*** Opening Dataset records ***

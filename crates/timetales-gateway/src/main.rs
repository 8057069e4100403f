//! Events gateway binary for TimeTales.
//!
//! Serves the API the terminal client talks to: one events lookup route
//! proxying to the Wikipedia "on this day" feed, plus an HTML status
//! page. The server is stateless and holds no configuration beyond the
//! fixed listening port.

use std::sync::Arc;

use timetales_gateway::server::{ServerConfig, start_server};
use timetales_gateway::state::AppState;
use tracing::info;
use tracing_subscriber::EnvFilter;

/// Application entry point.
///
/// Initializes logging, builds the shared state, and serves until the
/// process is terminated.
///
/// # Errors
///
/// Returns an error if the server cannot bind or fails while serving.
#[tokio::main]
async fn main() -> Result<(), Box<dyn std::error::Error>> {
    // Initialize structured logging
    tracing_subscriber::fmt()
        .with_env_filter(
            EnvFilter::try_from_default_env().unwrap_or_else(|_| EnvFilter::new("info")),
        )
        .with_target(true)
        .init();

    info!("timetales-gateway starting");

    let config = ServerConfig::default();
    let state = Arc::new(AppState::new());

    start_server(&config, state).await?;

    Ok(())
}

*** Closing Dataset records ***

● **Exercise goal**:
The records above need to be written out once more, exactly.

● **Exercise output**:
filename crates/timetales-gateway/src/main.rs
repository 8057069e4100403f
//! Events gateway binary for TimeTales.
//!
//! Serves the API the terminal client talks to: one events lookup route
//! proxying to the Wikipedia "on this day" feed, plus an HTML status
//! page. The server is stateless and holds no configuration beyond the
//! fixed listening port.

use std::sync::Arc;

use timetales_gateway::server::{ServerConfig, start_server};
use timetales_gateway::state::AppState;
use tracing::info;
use tracing_subscriber::EnvFilter;

/// Application entry point.
///
/// Initializes logging, builds the shared state, and serves until the
/// process is terminated.
///
/// # Errors
///
/// Returns an error if the server cannot bind or fails while serving.
#[tokio::main]
async fn main() -> Result<(), Box<dyn std::error::Error>> {
    // Initialize structured logging
    tracing_subscriber::fmt()
        .with_env_filter(
            EnvFilter::try_from_default_env().unwrap_or_else(|_| EnvFilter::new("info")),
        )
        .with_target(true)
        .init();

    info!("timetales-gateway starting");

    let config = ServerConfig::default();
    let state = Arc::new(AppState::new());

    start_server(&config, state).await?;

    Ok(())
}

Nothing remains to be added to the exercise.